The Cork Oak Genome Sequencing initiative (GENOSUBER) released the first draft genome assembly in 2018 (Ramos et al., 2018). The sequenced genotype (HL8) is located at Herdade dos Leitões (Montargil, Ponte de Sor, Portugal), owned by Fundação João Lopes Fernandes. HL8 was selected, among other cork oak trees, for the low level of homozygosity and good cork quality.

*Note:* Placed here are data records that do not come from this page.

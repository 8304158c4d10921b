//! SQLite session store implementation.
//!
//! Implements `SessionStore` from `chatrelay-core` using sqlx with split
//! read/write pools: raw queries, private Row structs, reads on the reader
//! pool, mutations serialized through the single-connection writer pool.
//! Per-key atomicity for appends comes from the writer transaction plus the
//! single writer connection.

use chatrelay_core::session::SessionStore;
use chatrelay_types::chat::{ChatMessage, ChatRole, ChatSession};
use chatrelay_types::error::StoreError;
use chrono::{DateTime, Utc};
use sqlx::Row;
use uuid::Uuid;

use super::pool::DatabasePool;

/// SQLite-backed implementation of `SessionStore`.
pub struct SqliteSessionStore {
    pool: DatabasePool,
}

impl SqliteSessionStore {
    /// Create a new store backed by the given database pool.
    pub fn new(pool: DatabasePool) -> Self {
        Self { pool }
    }
}

// ---------------------------------------------------------------------------
// Private Row types for SQLite-to-domain mapping
// ---------------------------------------------------------------------------

struct ChatSessionRow {
    connection_id: String,
    user_id: Option<String>,
    created_at: String,
    updated_at: String,
    expires_at: Option<String>,
}

impl ChatSessionRow {
    fn from_row(row: &sqlx::sqlite::SqliteRow) -> Result<Self, sqlx::Error> {
        Ok(Self {
            connection_id: row.try_get("connection_id")?,
            user_id: row.try_get("user_id")?,
            created_at: row.try_get("created_at")?,
            updated_at: row.try_get("updated_at")?,
            expires_at: row.try_get("expires_at")?,
        })
    }

    fn into_session(self, messages: Vec<ChatMessage>) -> Result<ChatSession, StoreError> {
        Ok(ChatSession {
            connection_id: self.connection_id,
            user_id: self.user_id,
            messages,
            created_at: parse_datetime(&self.created_at)?,
            updated_at: parse_datetime(&self.updated_at)?,
            expires_at: self.expires_at.as_deref().map(parse_datetime).transpose()?,
        })
    }
}

struct ChatMessageRow {
    id: String,
    role: String,
    content: String,
    created_at: String,
}

impl ChatMessageRow {
    fn from_row(row: &sqlx::sqlite::SqliteRow) -> Result<Self, sqlx::Error> {
        Ok(Self {
            id: row.try_get("id")?,
            role: row.try_get("role")?,
            content: row.try_get("content")?,
            created_at: row.try_get("created_at")?,
        })
    }

    fn into_message(self) -> Result<ChatMessage, StoreError> {
        let id = Uuid::parse_str(&self.id)
            .map_err(|e| StoreError::Query(format!("invalid message id: {e}")))?;
        let role: ChatRole = self
            .role
            .parse()
            .map_err(|e: String| StoreError::Query(e))?;

        Ok(ChatMessage {
            id,
            role,
            content: self.content,
            created_at: parse_datetime(&self.created_at)?,
        })
    }
}

// ---------------------------------------------------------------------------
// Helpers
// ---------------------------------------------------------------------------

fn parse_datetime(s: &str) -> Result<DateTime<Utc>, StoreError> {
    DateTime::parse_from_rfc3339(s)
        .map(|dt| dt.with_timezone(&Utc))
        .map_err(|e| StoreError::Query(format!("invalid datetime: {e}")))
}

fn format_datetime(dt: &DateTime<Utc>) -> String {
    dt.to_rfc3339()
}

fn query_err(e: sqlx::Error) -> StoreError {
    StoreError::Query(e.to_string())
}

// ---------------------------------------------------------------------------
// SessionStore implementation
// ---------------------------------------------------------------------------

impl SessionStore for SqliteSessionStore {
    async fn create(&self, connection_id: &str, user_id: Option<&str>) -> Result<(), StoreError> {
        let now = format_datetime(&Utc::now());
        // INSERT OR IGNORE keeps create idempotent: reconnect storms racing
        // on the same key leave the first session intact.
        sqlx::query(
            "INSERT OR IGNORE INTO chat_sessions (connection_id, user_id, created_at, updated_at) VALUES (?, ?, ?, ?)",
        )
        .bind(connection_id)
        .bind(user_id)
        .bind(&now)
        .bind(&now)
        .execute(&self.pool.writer)
        .await
        .map_err(query_err)?;

        Ok(())
    }

    async fn get(&self, connection_id: &str) -> Result<Option<ChatSession>, StoreError> {
        let row = sqlx::query("SELECT * FROM chat_sessions WHERE connection_id = ?")
            .bind(connection_id)
            .fetch_optional(&self.pool.reader)
            .await
            .map_err(query_err)?;

        let Some(row) = row else {
            return Ok(None);
        };
        let session_row = ChatSessionRow::from_row(&row).map_err(query_err)?;

        let rows = sqlx::query(
            "SELECT * FROM chat_messages WHERE connection_id = ? ORDER BY created_at ASC, id ASC",
        )
        .bind(connection_id)
        .fetch_all(&self.pool.reader)
        .await
        .map_err(query_err)?;

        let mut messages = Vec::with_capacity(rows.len());
        for row in &rows {
            let msg_row = ChatMessageRow::from_row(row).map_err(query_err)?;
            messages.push(msg_row.into_message()?);
        }

        Ok(Some(session_row.into_session(messages)?))
    }

    async fn append_message(
        &self,
        connection_id: &str,
        message: &ChatMessage,
    ) -> Result<(), StoreError> {
        let mut tx = self.pool.writer.begin().await.map_err(query_err)?;

        // Bumping updated_at doubles as the existence check.
        let updated = sqlx::query("UPDATE chat_sessions SET updated_at = ? WHERE connection_id = ?")
            .bind(format_datetime(&Utc::now()))
            .bind(connection_id)
            .execute(&mut *tx)
            .await
            .map_err(query_err)?;

        if updated.rows_affected() == 0 {
            return Err(StoreError::NotFound);
        }

        sqlx::query(
            "INSERT INTO chat_messages (id, connection_id, role, content, created_at) VALUES (?, ?, ?, ?, ?)",
        )
        .bind(message.id.to_string())
        .bind(connection_id)
        .bind(message.role.to_string())
        .bind(&message.content)
        .bind(format_datetime(&message.created_at))
        .execute(&mut *tx)
        .await
        .map_err(query_err)?;

        tx.commit().await.map_err(query_err)?;
        Ok(())
    }

    async fn clear(&self, connection_id: &str) -> Result<(), StoreError> {
        let now = format_datetime(&Utc::now());
        let mut tx = self.pool.writer.begin().await.map_err(query_err)?;

        // Upsert so clearing a never-seen connection still leaves an empty
        // session behind for subsequent gets.
        sqlx::query(
            "INSERT OR IGNORE INTO chat_sessions (connection_id, user_id, created_at, updated_at) VALUES (?, NULL, ?, ?)",
        )
        .bind(connection_id)
        .bind(&now)
        .bind(&now)
        .execute(&mut *tx)
        .await
        .map_err(query_err)?;

        sqlx::query("DELETE FROM chat_messages WHERE connection_id = ?")
            .bind(connection_id)
            .execute(&mut *tx)
            .await
            .map_err(query_err)?;

        sqlx::query("UPDATE chat_sessions SET updated_at = ? WHERE connection_id = ?")
            .bind(&now)
            .bind(connection_id)
            .execute(&mut *tx)
            .await
            .map_err(query_err)?;

        tx.commit().await.map_err(query_err)?;
        Ok(())
    }
}

#[cfg(test)]
mod tests {
    use super::*;

    async fn test_store() -> SqliteSessionStore {
        let dir = tempfile::tempdir().unwrap();
        let db_path = dir.path().join("test.db");
        let url = format!("sqlite://{}?mode=rwc", db_path.display());
        // Leak tempdir so it lives for the test
        std::mem::forget(dir);
        SqliteSessionStore::new(DatabasePool::new(&url).await.unwrap())
    }

    #[tokio::test]
    async fn test_create_and_get_session() {
        let store = test_store().await;

        store.create("conn-1", Some("user-1")).await.unwrap();

        let session = store.get("conn-1").await.unwrap().unwrap();
        assert_eq!(session.connection_id, "conn-1");
        assert_eq!(session.user_id.as_deref(), Some("user-1"));
        assert!(session.messages.is_empty());
        assert!(session.expires_at.is_none());
    }

    #[tokio::test]
    async fn test_create_is_idempotent() {
        let store = test_store().await;

        store.create("conn-1", Some("user-1")).await.unwrap();
        store
            .append_message("conn-1", &ChatMessage::user("hello"))
            .await
            .unwrap();
        // Second create must not wipe history or change ownership.
        store.create("conn-1", Some("user-2")).await.unwrap();

        let session = store.get("conn-1").await.unwrap().unwrap();
        assert_eq!(session.messages.len(), 1);
        assert_eq!(session.user_id.as_deref(), Some("user-1"));
    }

    #[tokio::test]
    async fn test_get_missing_session_is_none() {
        let store = test_store().await;
        assert!(store.get("nope").await.unwrap().is_none());
    }

    #[tokio::test]
    async fn test_append_preserves_order_and_roles() {
        let store = test_store().await;
        store.create("conn-1", None).await.unwrap();

        store
            .append_message("conn-1", &ChatMessage::user("first"))
            .await
            .unwrap();
        store
            .append_message("conn-1", &ChatMessage::assistant("second"))
            .await
            .unwrap();
        store
            .append_message("conn-1", &ChatMessage::user("third"))
            .await
            .unwrap();

        let session = store.get("conn-1").await.unwrap().unwrap();
        let contents: Vec<&str> = session.messages.iter().map(|m| m.content.as_str()).collect();
        assert_eq!(contents, vec!["first", "second", "third"]);
        assert_eq!(session.messages[0].role, ChatRole::User);
        assert_eq!(session.messages[1].role, ChatRole::Assistant);
    }

    #[tokio::test]
    async fn test_append_to_missing_session_is_not_found() {
        let store = test_store().await;
        let err = store
            .append_message("nope", &ChatMessage::user("hi"))
            .await
            .unwrap_err();
        assert!(matches!(err, StoreError::NotFound));
    }

    #[tokio::test]
    async fn test_clear_empties_session_but_keeps_it() {
        let store = test_store().await;
        store.create("conn-1", Some("user-1")).await.unwrap();
        store
            .append_message("conn-1", &ChatMessage::user("hello"))
            .await
            .unwrap();

        store.clear("conn-1").await.unwrap();

        let session = store.get("conn-1").await.unwrap().unwrap();
        assert!(session.messages.is_empty());
        assert_eq!(session.user_id.as_deref(), Some("user-1"));
    }

    #[tokio::test]
    async fn test_clear_unknown_connection_creates_empty_session() {
        let store = test_store().await;

        store.clear("fresh").await.unwrap();

        let session = store.get("fresh").await.unwrap().unwrap();
        assert!(session.messages.is_empty());
        assert!(session.user_id.is_none());
    }

    #[tokio::test]
    async fn test_sessions_are_isolated_by_connection() {
        let store = test_store().await;
        store.create("conn-1", None).await.unwrap();
        store.create("conn-2", None).await.unwrap();
        store
            .append_message("conn-1", &ChatMessage::user("only for one"))
            .await
            .unwrap();

        store.clear("conn-2").await.unwrap();

        let session = store.get("conn-1").await.unwrap().unwrap();
        assert_eq!(session.messages.len(), 1);
    }
}
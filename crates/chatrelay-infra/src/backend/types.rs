//! Wire types for the generation backend HTTP API.

use chatrelay_types::generation::{GenerationParameters, GenerationRequest};
use serde::{Deserialize, Serialize};

/// Body of `POST /v1/generate` and `POST /v1/generate/stream`.
#[derive(Debug, Serialize)]
pub struct GenerateRequestBody {
    pub prompt: String,
    pub parameters: ParametersBody,
}

#[derive(Debug, Serialize)]
pub struct ParametersBody {
    pub temperature: f64,
    pub max_tokens: u32,
    pub top_p: f64,
    pub presence_penalty: f64,
    pub frequency_penalty: f64,
    #[serde(skip_serializing_if = "Vec::is_empty")]
    pub stop_sequences: Vec<String>,
}

impl From<GenerationParameters> for ParametersBody {
    fn from(p: GenerationParameters) -> Self {
        Self {
            temperature: p.temperature,
            max_tokens: p.max_tokens,
            top_p: p.top_p,
            presence_penalty: p.presence_penalty,
            frequency_penalty: p.frequency_penalty,
            stop_sequences: p.stop_sequences,
        }
    }
}

impl From<GenerationRequest> for GenerateRequestBody {
    fn from(r: GenerationRequest) -> Self {
        Self {
            prompt: r.prompt,
            parameters: r.parameters.into(),
        }
    }
}

/// Response of the unary `POST /v1/generate` call.
#[derive(Debug, Deserialize)]
pub struct GenerateResponseBody {
    pub text: String,
}

/// One SSE data payload from `POST /v1/generate/stream`.
#[derive(Debug, Deserialize)]
pub struct StreamChunkBody {
    pub text: String,
    #[serde(default)]
    pub is_complete: bool,
}

/// Response of the optional discovery lookup.
#[derive(Debug, Deserialize)]
pub struct DiscoveryResponse {
    pub endpoint: String,
}

#[cfg(test)]
mod tests {
    use super::*;

    #[test]
    fn test_request_body_shape() {
        let request = GenerationRequest {
            prompt: "Human: hi\n\nAssistant:".to_string(),
            parameters: GenerationParameters {
                temperature: 0.7,
                max_tokens: 512,
                top_p: 0.9,
                presence_penalty: 0.0,
                frequency_penalty: 0.0,
                stop_sequences: Vec::new(),
            },
        };
        let body: GenerateRequestBody = request.into();
        let json = serde_json::to_value(&body).unwrap();
        assert_eq!(json["prompt"], "Human: hi\n\nAssistant:");
        assert_eq!(json["parameters"]["max_tokens"], 512);
        assert!(json["parameters"].get("stop_sequences").is_none());
    }

    #[test]
    fn test_stream_chunk_defaults_incomplete() {
        let chunk: StreamChunkBody = serde_json::from_str(r#"{"text":"Hel"}"#).unwrap();
        assert_eq!(chunk.text, "Hel");
        assert!(!chunk.is_complete);
    }

    #[test]
    fn test_discovery_response_parses() {
        let resp: DiscoveryResponse =
            serde_json::from_str(r#"{"endpoint":"http://gen:9000"}"#).unwrap();
        assert_eq!(resp.endpoint, "http://gen:9000");
    }
}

DNA sequencing was performed using Illumina Technology using a combination of paired-end and mate-pair libraries. Individual paired-end library assembly was performed using RAY, which was followed by a global assembly using GARM. The mate-pair libraries were further integrated in the previous assembly to merge different contigs and decrease whole genome fragmentation. This scaffolding strategy was performed using BESST and SOAP de novo Gap Closer. The removal of alternative heterozygous scaffolds was performed using Redundans.
The first draft genome has a predicted size of 953.3 M base pairs and is organized in 23,347 scaffolds, with 94.6% of the genome being represented in a 4,730 larger scaffolds (longer than 10 K base pairs).
Structural annotation of the genome predicted 79,752 genes with complete open reading frames, and 83,814 transcripts. Gene annotation was performed using AUGUSTUS, integrating mRNA expression data from five different tissues (leaf, xylem, inner bark, phellem and pollen) to provide species-specific signature structures, with gene models from Arabidopsis thaliana. Functional annotation was performed using BLASTP (against the databases NCBI-nr and Swiss-Prot) , gene ontologies were assigned using eggNOG-mapper, and conserved protein domains detected using InterProscan. Functional annotations in all databases were obtained for 40,599 transcripts (37,724 genes).
An improved version of the cork oak genome, integrating more advanced long-read sequencing technology is currently under development and will be made available in future releases of the CorkOakDB.